REVIEW: Sueñan los androides [Androids Dream] [2015]

Score: 6/10 | ★ ★ ½


Rating: NR | Runtime: 61 minutes | Release Date: June 11th, 2015 (Spain)
Studio: MUBI
Director(s): Ion De Sosa
Writer(s): Ion De Sosa, Chema García Ibarra & Jorge Gil Munarriz

“I see many tears”

Back in 1962 author Philip K. Dick asked the question, “Do androids dream of electric sheep?” From there director Ridley Scott brought Blade Runner to life in 1982 and today we have Spaniard Ion De Sosa commenting on the query himself with Sueñan los androids [Androids Dream]. For him the answer to Dick’s question isn’t necessarily yes to the sheep part, but it is definitively a yes to the dreams. His futuristic androids roaming about a sterile 2052 Earth dream about assimilation and equality. They dream about living a life like that lived by the elderly folks surrounding them with jobs, children, and love. They aren’t our destruction, but it’s very possible they will become it—especially if we as humans continue hunting them like animals.

This is the occupation of De Sosa’s lead character. Played by Manolo Marín, this shaved-headed assassin stalks his prospective targets until cornering them in moderate seclusion to pull the trigger. It’s hardly an exact science as the action following an open montage of the half-finished skyscrapers of fishing town turned tourist city bustling with retirees known as Benidorm shows bodies upon bodies mowed down by Marín and his coworkers’ guns in public. The murders appear clinical, each victim carefully chosen while others in frame remain unharmed. Did those still alive know the deceased wasn’t human? Do we know? Our only certainty is that they’re dead. We assume Marín has cause, but that’s our minds searching for a reason to accept the act.

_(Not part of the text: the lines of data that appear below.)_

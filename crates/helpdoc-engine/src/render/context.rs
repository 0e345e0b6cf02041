use std::collections::BTreeSet;
use std::sync::OnceLock;

use regex::Regex;

/// Per-document state shared with every text-bearing renderer call.
///
/// Holds the names that get emphasised in prose: the documented function,
/// its class, and the variables collected from call signatures so far. A
/// fresh context is created for each document.
#[derive(Debug, Clone, Default, PartialEq, Eq)]
pub struct DocContext {
    function_name: String,
    class_name: Option<String>,
    variables: BTreeSet<String>,
}

impl DocContext {
    pub fn new(function_name: impl Into<String>, class_name: Option<&str>) -> Self {
        Self {
            function_name: function_name.into(),
            class_name: class_name.map(str::to_string),
            variables: BTreeSet::new(),
        }
    }

    pub fn add_variables<I, S>(&mut self, names: I)
    where
        I: IntoIterator<Item = S>,
        S: Into<String>,
    {
        self.variables.extend(names.into_iter().map(Into::into));
    }

    pub fn is_variable(&self, word: &str) -> bool {
        self.variables.contains(word)
    }

    /// Rewrites every emphasised word in `text` with `function` or `variable`.
    ///
    /// Words preceded by a letter, `\` or `{` are left alone so that markup
    /// already produced by escaping (`\pi`, `\texttt{x}`) survives.
    pub fn emphasize<F, V>(&self, text: &str, function: F, variable: V) -> String
    where
        F: Fn(&str) -> String,
        V: Fn(&str) -> String,
    {
        static WORD_REGEX: OnceLock<Regex> = OnceLock::new();
        let word_regex = WORD_REGEX
            .get_or_init(|| Regex::new(r"[a-zA-Z][a-zA-Z0-9_']*\b").expect("Invalid word regex"));

        let mut out = String::with_capacity(text.len());
        let mut copied = 0;
        let mut pos = 0;

        while let Some(m) = word_regex.find_at(text, pos) {
            let prev = text[..m.start()].chars().next_back();
            if matches!(prev, Some(c) if c == '\\' || c == '{' || c.is_ascii_alphabetic()) {
                // retry one character further on, the tail may still be a word
                pos = m.start() + text[m.start()..].chars().next().map_or(1, char::len_utf8);
                continue;
            }

            let word = m.as_str();
            if let Some(replacement) = self.emphasis_for(word, &function, &variable) {
                out.push_str(&text[copied..m.start()]);
                out.push_str(&replacement);
                copied = m.end();
            }
            pos = m.end();
        }

        out.push_str(&text[copied..]);
        out
    }

    fn emphasis_for<F, V>(&self, word: &str, function: &F, variable: &V) -> Option<String>
    where
        F: Fn(&str) -> String,
        V: Fn(&str) -> String,
    {
        match &self.class_name {
            Some(class) if word == self.function_name || word == class.as_str() => {
                return Some(function(word));
            }
            Some(_) => {}
            None => {
                let lower = word.to_lowercase();
                if lower == self.function_name {
                    return Some(function(&lower));
                }
            }
        }
        self.is_variable(word).then(|| variable(word))
    }
}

The film this hitman inhabits is the epitome of minimalistic and abstract—an art film with many more questions than answers. The word android is never used so the only basis for us believing the dead are robots is the nod to Dick’s novel in the title. In fact, when Moisés Richart talks to his friends (a married couple with child) about what it’s like to be on Earth and have sex with humans, he mentions a spaceship. Perhaps De Sosa isn’t showing us a world with androids at all, but one infiltrated and colonized by aliens who look and act just like us instead. Maybe this is the aftermath of an invasion and men like Marín are our last line of defense to stop it.

As humanity ages (seen via contextually random montages of elderly couples smiling for the camera or dancing), it’s the youth we must fear. Those perishing are around the same age as Marín, hidden in plain sight with even younger versions of themselves to mask the fact they don’t belong. It must be aliens since androids cannot reproduce in this way, right? I guess anything is possible in a science fiction film, but I can’t stop feeling as though the Dick connection wasn’t as crucial as the marketing machine would like us to believe. This is a world on the cusp of extinction with an unwelcome guest making it their home. We need human youth to infiltrate their population now, pretending to be alien until … BAM!

I don’t know. At this point I’m just pulling at straws to make sense of a story that may not need to make sense. Androids Dream could very well be a metaphor for racism and exclusion—the status quo exterminating those it doesn’t deem worthy of life. It could also simply be a glimpse at a future of empty buildings made of unsustainable money; new cityscapes created in places nature didn’t originally render for such a purpose solely because mankind wanted to prove it was greater than God. Our Earth grows tired and polluted but we continue expanding towards the sun so all that’s leftover are shells of material gain we no longer have the numbers to utilize or preserve.

And beyond that lay the formal properties that make De Sosa’s film a thing of beauty to gaze upon regardless of meaning or purpose. Images like Marín and Richart sitting in a darkened club with pinpoint lighting illuminating their faces and bodies as though the stars exist within them or the consuming shadow of water and soap turning the inside of a car getting washed into a vacuumed void of nothingness aren’t easily shaken. The juxtaposition of serene concrete behemoths, bright neon haze, and an extreme fascination with fences and dividers provide slides of static construction unmoving against the progression of time unlike those creatures of flesh and blood losing the fight everyday. The past is dead and the future might be as well.